До сего дня не берусь представить, что могло заставить эту блестящую особу обратить внимание на простого морского офицера, выходца из чешских крестьян с одной стороны, и выродившейся польской шляхты с другой. Впрочем, это всегда так: с начала дней выбор Купидоном целей служит источником недоумения для умудренных опытом и рассудительных людей. Уж точно не мне жаловаться на сделанный ей выбор, и знаю только, что ни с кем нам не было так хорошо, как в обществе друг друга. О, я не был трепетным семнадцатилетним девственником, уверяю вас! У меня за плечами накопился опыт пятнадцати лет службы на море, и я вел активную жизнь на берегу, вовсю пользуясь преимуществами решительного, относительно приятной наружности молодого человека без связей, облаченного в красивый мундир и имеющего жалованье слишком маленькое, чтобы думать о женитьбе. Нет, моя личная жизнь не была сплошным разгулом с накладным носом сифилитика в конце, но я познал пусть если не сотни, то добрых несколько десятков женщин за прошедшие годы. Иные были мимолетной прихотью, другие — более долговременной страстью. За это время я научился ценить дам не только за физическую красоту, но за нежность и деликатность, за мягкость и врожденный здравый смысл, за свободу от постоянного стремления петушиться и что-то доказывать, свойственных сильному полу. Теперь же все переменилось: как будто все встречавшиеся мне прежде женщины были подготовкой к этой единственной. Быть может, чудесное избавление от гибели переменило меня сильнее, чем казалось. Я все также готов был отдать жизнь за императора и фатерланд, но впервые начал понимать, что долгом все не ограничивается — даже если я уйду в отставку контр-адмиралом году эдак в 1956, то без жены и детей после меня не останется ничего кроме пожелтевшей папки в архивах военного министерства, да надгробного камня на морском кладбище в Поле. Я начал подозревать, что за пределами императорского и королевского флота существует жизнь, а любовь — это нечто больше, чем ложиться в постель с женой торговца зерном или актриской из провинциального театра.
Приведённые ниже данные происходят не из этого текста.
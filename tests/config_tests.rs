use inference_relay::{
    Error,
    config::{self, Config},
    dispatch::{ModelRegistry, Operation},
};
use pretty_assertions::assert_eq;
use tempfile::TempDir;
use tokio_test::{assert_err, assert_ok};

mod common;
use common::{INVALID_CONFIG_YAML, MINIMAL_CONFIG_YAML, SAMPLE_CONFIG_YAML, create_test_config};

async fn write_config(dir: &TempDir, content: &str) -> String {
    let path = dir.path().join("config.yaml");
    tokio::fs::write(&path, content).await.unwrap();
    path.to_string_lossy().to_string()
}

#[tokio::test]
async fn test_load_sample_config_from_file() {
    let dir = TempDir::new().unwrap();
    let path = write_config(&dir, SAMPLE_CONFIG_YAML).await;

    let config = config::load_from(&path).await.unwrap();
    assert_ok!(config.validate());

    assert_eq!(config.server.host, "127.0.0.1");
    assert_eq!(config.server.port, 9000);
    assert_eq!(
        config.server.client_ip_header.as_deref(),
        Some("cf-connecting-ip")
    );
    assert_eq!(config.server.logs.level, "debug");
    assert_eq!(config.backend.account_id, "abc123");
    assert_eq!(config.backend.timeout_secs, Some(60));
    assert_eq!(config.rate_limit.limit, 5);
    assert_eq!(config.rate_limit.window_ms, 60_000);
    assert_eq!(config.rate_limit.exempt.len(), 2);
    assert_eq!(config.validation.max_prompt_chars, 1000);

    let registry = ModelRegistry::new(&config.backend.models);
    assert_eq!(
        registry.model_for(Operation::TextGeneration),
        "@cf/meta/llama-3.1-8b-instruct"
    );
    assert_eq!(
        registry.model_for(Operation::Image),
        "@cf/bytedance/stable-diffusion-xl-lightning"
    );
}

#[test]
fn test_minimal_config_uses_defaults() {
    let config: Config = config::parse(MINIMAL_CONFIG_YAML).unwrap();

    assert_eq!(config.server.host, "0.0.0.0");
    assert_eq!(config.server.port, 8787);
    assert_eq!(config.server.max_body_bytes, 10 * 1024 * 1024);
    assert!(config.server.client_ip_header.is_none());
    assert_eq!(config.server.logs.level, "info");
    assert_eq!(
        config.backend.base_url,
        "https://api.cloudflare.com/client/v4"
    );
    assert!(config.backend.timeout_secs.is_none());
    assert!(config.backend.models.is_empty());
    assert!(config.rate_limit.enabled);
    assert_eq!(config.rate_limit.limit, 10);
    assert_eq!(config.rate_limit.window_ms, 3_600_000);
    assert!(config.rate_limit.exempt.is_empty());
    assert_eq!(config.validation.max_prompt_chars, 25_000);
    assert_ok!(config.validate());
}

#[test]
fn test_invalid_yaml_is_rejected() {
    let err = assert_err!(config::parse(INVALID_CONFIG_YAML));
    assert!(matches!(err, Error::Yaml(_)));
}

#[test]
fn test_unknown_model_override_is_rejected() {
    let yaml = r#"
backend:
  account_id: "abc"
  models:
    videoGeneration: "@cf/whatever"
"#;
    assert_err!(config::parse(yaml));
}

#[test]
fn test_missing_backend_section_is_rejected() {
    assert_err!(config::parse("server:\n  port: 8080\n"));
}

#[test]
fn test_validate_rejects_bad_values() {
    let mut config = create_test_config();
    config.backend.account_id = "  ".to_string();
    assert!(matches!(config.validate(), Err(Error::Config(_))));

    let mut config = create_test_config();
    config.rate_limit.limit = 0;
    assert!(matches!(config.validate(), Err(Error::Config(_))));

    let mut config = create_test_config();
    config.rate_limit.enabled = false;
    config.rate_limit.limit = 0;
    assert_ok!(config.validate());

    let mut config = create_test_config();
    config.validation.max_prompt_chars = 0;
    assert!(matches!(config.validate(), Err(Error::Config(_))));

    let mut config = create_test_config();
    config.backend.timeout_secs = Some(0);
    assert!(matches!(config.validate(), Err(Error::Config(_))));
}

#[tokio::test]
async fn test_missing_file_is_io_error() {
    let err = assert_err!(config::load_from("/nonexistent/relay/config.yaml").await);
    assert!(matches!(err, Error::Io(_)));
}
Отпуск мой закончился. Поцеловав на прощание Елизавету на вокзале Зюдбанхоф, я снова отправился в Полу. По прибытии выяснилось, что моя новенькая субмарина типа BI уж стоит готовая в сухом доке на Оливенинзель и ждет спуска на воду. А еще я с отчаянием узнал, что в результате воистину эпической цепочки недоразумений между Берлином и Веной единственным доступным для новой подводной лодки номером оказался тринадцатый. Ну, я никогда не был суеверным, но большинство моряков со Средиземного моря именно таковы. Вскоре до моих ушей стали доходить слухи, что в припортовых кафе Полы уже делают ставки на то, как долго протянут новая субмарина и ее экипаж.
***
Пророчества едва не сбылись одной ноябрьской ночью близ Будуа. Ярко светила луна, холодный ветер дул с вершин Черногории, уже покрытых шапками зимнего снега. Мы лежали в миле от берега, подзаряжая батареи. Мне кажется, я упоминал уже, что подзарядка аккумуляторов — рискованное предприятие для подводной лодки с одним двигателем. В теории, возможно заряжаться на ходу, соединив дизель с валом винта посредством электромотора. Но на практике наш шестидесятисильный малютка не справлялся, и мы вскоре убедились, что меньшим злом будет остановиться, едва высунув из воды палубу, на пару часов, и использовать всю энергию дизеля, закачивая амперы в банки аккумуляторов.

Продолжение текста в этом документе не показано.